**What the exercise asks**
Starting at the top of the entries below, set down every line exactly, please, until you reach the line with "whitespace, quoted values", which is included too.

───── Listed entries

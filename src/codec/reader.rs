//! Delimited-text decoding
//!
//! One pass over the source characters splits it into rows along unquoted
//! newlines, and each row into fields along unquoted commas. The first
//! non-blank row is the mandatory header; every later row is shaped to the
//! header's width (short rows pad with empty strings, long rows drop the
//! extra fields).
//!
//! Field syntax:
//! - a field may be wrapped in `'` or `"`; a doubled quote character inside
//!   a quoted field is one literal quote
//! - newlines inside a quoted field are literal content
//! - unquoted values are trimmed of surrounding whitespace, quoted values
//!   are preserved verbatim
//!
//! Decoding is all-or-nothing: an unterminated quote or stray text after a
//! closing quote fails the whole call with a [`DecodeError`].

use super::errors::{DecodeError, DecodeResult};
use super::record::{Document, Record};

/// Decode delimited text into a [`Document`].
///
/// Empty input, or input containing only a header line, decodes to a
/// zero-record document. Blank and whitespace-only lines are skipped and
/// never produce empty records. Duplicate header names collapse onto one
/// key with the last value winning.
pub fn decode(text: &str) -> DecodeResult<Document> {
    let mut rows = split_rows(text)?.into_iter();

    let header = match rows.next() {
        Some(header) => header,
        None => return Ok(Document::default()),
    };

    let mut records = Vec::new();
    for row in rows {
        let mut record = Record::with_capacity(header.len());
        for (index, column) in header.iter().enumerate() {
            let value = row.get(index).cloned().unwrap_or_default();
            record.insert(column.clone(), value);
        }
        records.push(record);
    }
    Ok(Document::new(records))
}

/// How a field ended
enum FieldEnd {
    Comma,
    Newline,
    Eof,
}

/// Character-level scanner over the source text.
///
/// Works on `char`s, never bytes, so multi-byte text passes through intact.
struct FieldScanner<'a> {
    chars: std::iter::Peekable<std::str::Chars<'a>>,
    line: usize,
}

impl<'a> FieldScanner<'a> {
    fn new(text: &'a str) -> Self {
        Self {
            chars: text.chars().peekable(),
            line: 1,
        }
    }

    fn at_end(&mut self) -> bool {
        self.chars.peek().is_none()
    }

    /// Scan one field and the separator that ended it.
    ///
    /// Returns the field value, whether it was quoted, and how it ended.
    fn next_field(&mut self) -> DecodeResult<(String, bool, FieldEnd)> {
        while matches!(self.chars.peek(), Some(' ') | Some('\t')) {
            self.chars.next();
        }
        match self.chars.peek() {
            Some(&quote) if quote == '"' || quote == '\'' => self.quoted_field(quote),
            _ => Ok(self.bare_field()),
        }
    }

    fn quoted_field(&mut self, quote: char) -> DecodeResult<(String, bool, FieldEnd)> {
        let opened_on = self.line;
        self.chars.next();
        let mut value = String::new();
        loop {
            match self.chars.next() {
                None => return Err(DecodeError::UnterminatedQuote { line: opened_on }),
                Some(c) if c == quote => {
                    if self.chars.peek() == Some(&quote) {
                        // doubled quote character is one literal quote
                        self.chars.next();
                        value.push(quote);
                    } else {
                        break;
                    }
                }
                Some('\n') => {
                    self.line += 1;
                    value.push('\n');
                }
                Some(c) => value.push(c),
            }
        }
        // only whitespace may sit between a closing quote and the separator
        while matches!(self.chars.peek(), Some(' ') | Some('\t')) {
            self.chars.next();
        }
        let end = match self.chars.peek() {
            None => FieldEnd::Eof,
            Some(',') => {
                self.chars.next();
                FieldEnd::Comma
            }
            Some('\n') => {
                self.chars.next();
                self.line += 1;
                FieldEnd::Newline
            }
            Some('\r') => {
                self.consume_line_break();
                FieldEnd::Newline
            }
            Some(&found) => {
                return Err(DecodeError::TrailingAfterQuote {
                    line: self.line,
                    found,
                })
            }
        };
        Ok((value, true, end))
    }

    fn bare_field(&mut self) -> (String, bool, FieldEnd) {
        let mut value = String::new();
        let end = loop {
            match self.chars.peek() {
                None => break FieldEnd::Eof,
                Some(',') => {
                    self.chars.next();
                    break FieldEnd::Comma;
                }
                Some('\n') => {
                    self.chars.next();
                    self.line += 1;
                    break FieldEnd::Newline;
                }
                Some('\r') => {
                    self.consume_line_break();
                    break FieldEnd::Newline;
                }
                Some(&c) => {
                    self.chars.next();
                    value.push(c);
                }
            }
        };
        (value.trim().to_string(), false, end)
    }

    /// Consume `\r` or `\r\n` as one line break
    fn consume_line_break(&mut self) {
        self.chars.next();
        if self.chars.peek() == Some(&'\n') {
            self.chars.next();
        }
        self.line += 1;
    }
}

/// Split source text into rows of field values, skipping blank lines
fn split_rows(text: &str) -> DecodeResult<Vec<Vec<String>>> {
    let mut scanner = FieldScanner::new(text);
    let mut rows = Vec::new();
    while !scanner.at_end() {
        let mut fields = Vec::new();
        let mut saw_quote = false;
        loop {
            let (value, quoted, end) = scanner.next_field()?;
            saw_quote |= quoted;
            fields.push(value);
            match end {
                FieldEnd::Comma => {}
                FieldEnd::Newline | FieldEnd::Eof => break,
            }
        }
        // a whitespace-only line scans as a single empty bare field
        let blank = !saw_quote && fields.len() == 1 && fields[0].is_empty();
        if !blank {
            rows.push(fields);
        }
    }
    Ok(rows)
}
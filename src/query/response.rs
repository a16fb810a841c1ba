//! # Query Response Contract

use serde::Serialize;

use crate::codec::Record;

/// Stage timings for one query, in milliseconds
#[derive(Debug, Clone, Copy, Default, Serialize)]
pub struct QueryTiming {
    /// Time spent decoding the source text
    pub parse_ms: f64,
    /// Time spent matching records against the compiled filters
    pub filter_ms: f64,
    /// Wall time for the whole call
    pub total_ms: f64,
}

/// The answer to one query
#[derive(Debug, Clone, Serialize)]
pub struct QueryResponse {
    /// Matching records after offset/limit paging and column projection
    pub rows: Vec<Record>,
    /// Record count before filtering
    pub total_rows: usize,
    /// Matching record count before paging
    pub filtered_rows: usize,
    /// The known column set: the projection if one was requested, else the
    /// document's own columns
    pub columns: Vec<String>,
    /// Stage timings
    pub timing: QueryTiming,
}
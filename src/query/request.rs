//! # Query Request Contract

use serde::{Deserialize, Serialize};

use super::filter::QueryFilter;

/// How multiple filter clauses combine
#[derive(Debug, Clone, Copy, PartialEq, Eq, Default, Serialize, Deserialize)]
#[serde(rename_all = "UPPERCASE")]
pub enum Combinator {
    /// Every applicable clause must match (the engine's semantics)
    #[default]
    And,
    /// Any applicable clause may match
    Or,
}

/// A structured filter request against one source document
#[derive(Debug, Clone, Default, Serialize, Deserialize)]
pub struct QueryRequest {
    /// Filter clauses; an empty list matches every record
    #[serde(default)]
    pub filters: Vec<QueryFilter>,

    /// Clause combinator, AND unless stated
    #[serde(default)]
    pub combinator: Combinator,

    /// Columns to project into the response rows (None = all)
    #[serde(default)]
    pub columns: Option<Vec<String>>,

    /// Maximum number of rows to return (None = unbounded)
    #[serde(default)]
    pub limit: Option<usize>,

    /// Number of matching rows to skip before returning any
    #[serde(default)]
    pub offset: usize,

    /// Upper bound on accepted source size in bytes, enforced before decode
    #[serde(default)]
    pub max_source_bytes: Option<usize>,
}

impl QueryRequest {
    /// Request matching every record with no projection or paging
    pub fn all() -> Self {
        Self::default()
    }

    /// Request with the given filter clauses and default everything else
    pub fn with_filters(filters: Vec<QueryFilter>) -> Self {
        Self {
            filters,
            ..Self::default()
        }
    }
}
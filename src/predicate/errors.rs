//! Condition error types

use thiserror::Error;

/// Result type for condition operations
pub type ConditionResult<T> = Result<T, ConditionSyntaxError>;

/// Errors raised for structurally invalid condition text.
///
/// Fatal when [`evaluate`](crate::predicate::evaluate) is called directly;
/// the filter engine instead catches these per record and treats the record
/// as failing the filter.
#[derive(Debug, Clone, PartialEq, Eq, Error)]
pub enum ConditionSyntaxError {
    /// The leading token is not a recognized operator
    #[error("unrecognized operator in condition {condition:?}")]
    UnknownOperator {
        /// The full (trimmed) condition text
        condition: String,
    },

    /// BETWEEN is missing a bound or its AND keyword
    #[error("BETWEEN requires two bounds joined by AND, got {operand:?}")]
    MalformedBetween {
        /// Everything after the BETWEEN keyword
        operand: String,
    },

    /// A BETWEEN bound is not numeric
    #[error("BETWEEN bound {bound:?} is not numeric")]
    NonNumericBound {
        /// The offending bound token
        bound: String,
    },

    /// IN is missing its parenthesized candidate list
    #[error("IN requires a parenthesized list, got {operand:?}")]
    MalformedIn {
        /// Everything after the IN keyword
        operand: String,
    },
}
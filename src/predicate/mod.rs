//! Where-clause interpreter for rowsieve
//!
//! Evaluates one textual condition ("= NYC", "BETWEEN 20 AND 30") against
//! one candidate value.
//!
//! # Design Principles
//!
//! - Exhaustive operator sum type; no string dispatch at evaluation time
//! - Compile once, evaluate many: [`Condition::compile`] is total and cheap
//!   to reuse across rows
//! - Deliberate fallback asymmetry, preserved for compatibility: a
//!   non-numeric candidate under `>` `<` `>=` `<=` evaluates true, while a
//!   non-numeric candidate under `BETWEEN` evaluates false
//! - Structural problems are syntax errors, never silent false results

mod ast;
mod errors;
mod evaluator;

pub use ast::{Condition, Operator};
pub use errors::{ConditionResult, ConditionSyntaxError};
pub use evaluator::evaluate;
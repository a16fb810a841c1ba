//! Filter application engine for rowsieve
//!
//! Combines a per-column map of textual conditions with a decoded document,
//! producing the order-preserving subsequence of matching records.
//!
//! # Design Principles
//!
//! - AND semantics across filters; no OR combinator at this layer
//! - Per-record fault isolation: a malformed condition fails the records it
//!   is applied to, it never aborts the batch
//! - Conditions compile once per call into a call-local plan, never a
//!   process-wide cache
//!
//! # Invariants Enforced
//!
//! - A filter on a column absent from the whole document excludes nothing
//! - A filter on a column a specific record lacks excludes that record
//! - O(records x filters) with no per-row re-parsing

mod filters;

pub use filters::{apply, FilterMap};
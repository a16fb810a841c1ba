//! rowsieve - deterministic tabular-data filtering
//!
//! The filtering core of a file-management service: a delimited-text codec,
//! a textual where-clause interpreter, an AND-semantics filter engine, a
//! best-effort column profiler, and a structured query facade. Everything is
//! synchronous and operates on immutable in-memory documents; fetching source
//! bytes and persisting results belong to the surrounding application.

pub mod codec;
pub mod engine;
pub mod observability;
pub mod predicate;
pub mod profile;
pub mod query;
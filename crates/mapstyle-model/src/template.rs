use serde::{Deserialize, Serialize};

use crate::error::Result;
use crate::module::StyleModule;

/// A named, reusable list of modules referenced by `template` modules.
#[derive(Debug, Clone, PartialEq, Serialize, Deserialize)]
pub struct Template {
    pub id: String,
    #[serde(default)]
    pub name: String,
    #[serde(default)]
    pub components: Vec<StyleModule>,
}

/// Lookup of templates by id.
#[derive(Debug, Clone, PartialEq, Default, Serialize, Deserialize)]
#[serde(transparent)]
pub struct TemplateLibrary {
    templates: Vec<Template>,
}

impl TemplateLibrary {
    #[must_use]
    pub fn new(templates: Vec<Template>) -> Self {
        Self { templates }
    }

    pub fn from_json_str(json: &str) -> Result<Self> {
        Ok(serde_json::from_str(json)?)
    }

    #[must_use]
    pub fn get(&self, id: &str) -> Option<&Template> {
        self.templates.iter().find(|template| template.id == id)
    }

    #[must_use]
    pub fn len(&self) -> usize {
        self.templates.len()
    }

    #[must_use]
    pub fn is_empty(&self) -> bool {
        self.templates.is_empty()
    }
}
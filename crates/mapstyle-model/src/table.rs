//! First-match-wins condition tables.

use serde::de::Error as _;
use serde::ser::SerializeSeq;
use serde::{Deserialize, Deserializer, Serialize, Serializer};

/// Expression of the unconditional default row.
pub const DEFAULT_EXPRESSION: &str = "true";

/// Ordered `(expression, result)` rows followed by an unconditional default.
///
/// The renderer evaluates rows top to bottom and takes the first match, so
/// row order is preserved exactly as pushed. The default row is stored
/// separately and always serialized last as `["true", default]`.
#[derive(Debug, Clone, PartialEq, Eq)]
pub struct ConditionTable {
    rows: Vec<(String, String)>,
    default: String,
}

impl ConditionTable {
    /// Create a table containing only the default row.
    pub fn new(default: impl Into<String>) -> Self {
        Self {
            rows: Vec::new(),
            default: default.into(),
        }
    }

    pub fn with_rows<I, E, R>(rows: I, default: impl Into<String>) -> Self
    where
        I: IntoIterator<Item = (E, R)>,
        E: Into<String>,
        R: Into<String>,
    {
        Self {
            rows: rows
                .into_iter()
                .map(|(expr, result)| (expr.into(), result.into()))
                .collect(),
            default: default.into(),
        }
    }

    /// Append a conditional row before the default.
    pub fn push(&mut self, expression: impl Into<String>, result: impl Into<String>) {
        self.rows.push((expression.into(), result.into()));
    }

    /// Conditional rows, excluding the default.
    #[must_use]
    pub fn rows(&self) -> &[(String, String)] {
        &self.rows
    }

    #[must_use]
    pub fn default_result(&self) -> &str {
        &self.default
    }

    /// Number of rows including the default.
    #[must_use]
    pub fn len(&self) -> usize {
        self.rows.len() + 1
    }

    #[must_use]
    pub fn is_empty(&self) -> bool {
        false
    }

    /// All rows in evaluation order, default last.
    pub fn entries(&self) -> impl Iterator<Item = (&str, &str)> {
        self.rows
            .iter()
            .map(|(expr, result)| (expr.as_str(), result.as_str()))
            .chain(std::iter::once((DEFAULT_EXPRESSION, self.default.as_str())))
    }

    /// Rewrite every result, default included, preserving order.
    #[must_use]
    pub fn map_results<F>(&self, mut f: F) -> Self
    where
        F: FnMut(&str) -> String,
    {
        Self {
            rows: self
                .rows
                .iter()
                .map(|(expr, result)| (expr.clone(), f(result)))
                .collect(),
            default: f(&self.default),
        }
    }
}

impl Serialize for ConditionTable {
    fn serialize<S: Serializer>(&self, serializer: S) -> Result<S::Ok, S::Error> {
        let mut seq = serializer.serialize_seq(Some(self.len()))?;
        for entry in self.entries() {
            seq.serialize_element(&[entry.0, entry.1])?;
        }
        seq.end()
    }
}

impl<'de> Deserialize<'de> for ConditionTable {
    fn deserialize<D: Deserializer<'de>>(deserializer: D) -> Result<Self, D::Error> {
        let mut rows = Vec::<(String, String)>::deserialize(deserializer)?;
        match rows.pop() {
            Some((expr, default)) if expr == DEFAULT_EXPRESSION => Ok(Self { rows, default }),
            _ => Err(D::Error::custom(
                "condition table must end with an unconditional \"true\" row",
            )),
        }
    }
}
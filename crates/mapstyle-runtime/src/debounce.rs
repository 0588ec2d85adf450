//! Debounced triggers with a maximum wait.
//!
//! Triggers arriving in quick succession coalesce into one firing. The
//! firing happens `debounce_ms` after the last trigger, but never later than
//! `max_wait_ms` after the first trigger of the burst.

use std::time::Duration;

use serde::{Deserialize, Serialize};
use tokio::time::Instant;

/// Debounce timing.
#[derive(Debug, Clone, Copy, PartialEq, Eq, Serialize, Deserialize)]
#[serde(default)]
pub struct DebounceConfig {
    /// Quiet period after the last trigger, in milliseconds.
    pub debounce_ms: u64,

    /// Longest delay since the first pending trigger, in milliseconds.
    pub max_wait_ms: u64,
}

impl Default for DebounceConfig {
    fn default() -> Self {
        Self {
            debounce_ms: 250,
            max_wait_ms: 1000,
        }
    }
}

impl DebounceConfig {
    pub fn debounce(&self) -> Duration {
        Duration::from_millis(self.debounce_ms)
    }

    pub fn max_wait(&self) -> Duration {
        Duration::from_millis(self.max_wait_ms.max(self.debounce_ms))
    }
}

/// Tracks the pending burst of triggers.
#[derive(Debug, Clone, Default)]
pub struct DebounceTracker {
    /// First trigger since the last firing.
    first_trigger: Option<Instant>,

    /// Most recent trigger.
    last_trigger: Option<Instant>,
}

impl DebounceTracker {
    pub fn new() -> Self {
        Self::default()
    }

    #[inline]
    pub fn is_pending(&self) -> bool {
        self.last_trigger.is_some()
    }

    pub fn trigger(&mut self) {
        self.trigger_at(Instant::now());
    }

    pub fn trigger_at(&mut self, now: Instant) {
        self.last_trigger = Some(now);
        if self.first_trigger.is_none() {
            self.first_trigger = Some(now);
        }
    }

    /// When the pending burst should fire, `None` when nothing is pending.
    pub fn deadline(&self, config: &DebounceConfig) -> Option<Instant> {
        match (self.first_trigger, self.last_trigger) {
            (Some(first), Some(last)) => {
                Some((last + config.debounce()).min(first + config.max_wait()))
            }
            _ => None,
        }
    }

    pub fn is_due(&self, now: Instant, config: &DebounceConfig) -> bool {
        self.deadline(config).is_some_and(|deadline| now >= deadline)
    }

    /// Forget the pending burst after it fired.
    pub fn clear(&mut self) {
        self.first_trigger = None;
        self.last_trigger = None;
    }
}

──────────

**Completed exercise**
filename src/codec/reader.rs
//! Delimited-text decoding
//!
//! One pass over the source characters splits it into rows along unquoted
//! newlines, and each row into fields along unquoted commas. The first
//! non-blank row is the mandatory header; every later row is shaped to the
//! header's width (short rows pad with empty strings, long rows drop the
//! extra fields).
//!
//! Field syntax:
//! - a field may be wrapped in `'` or `"`; a doubled quote character inside
//!   a quoted field is one literal quote
//! - newlines inside a quoted field are literal content
//! - unquoted values are trimmed of surrounding whitespace, quoted values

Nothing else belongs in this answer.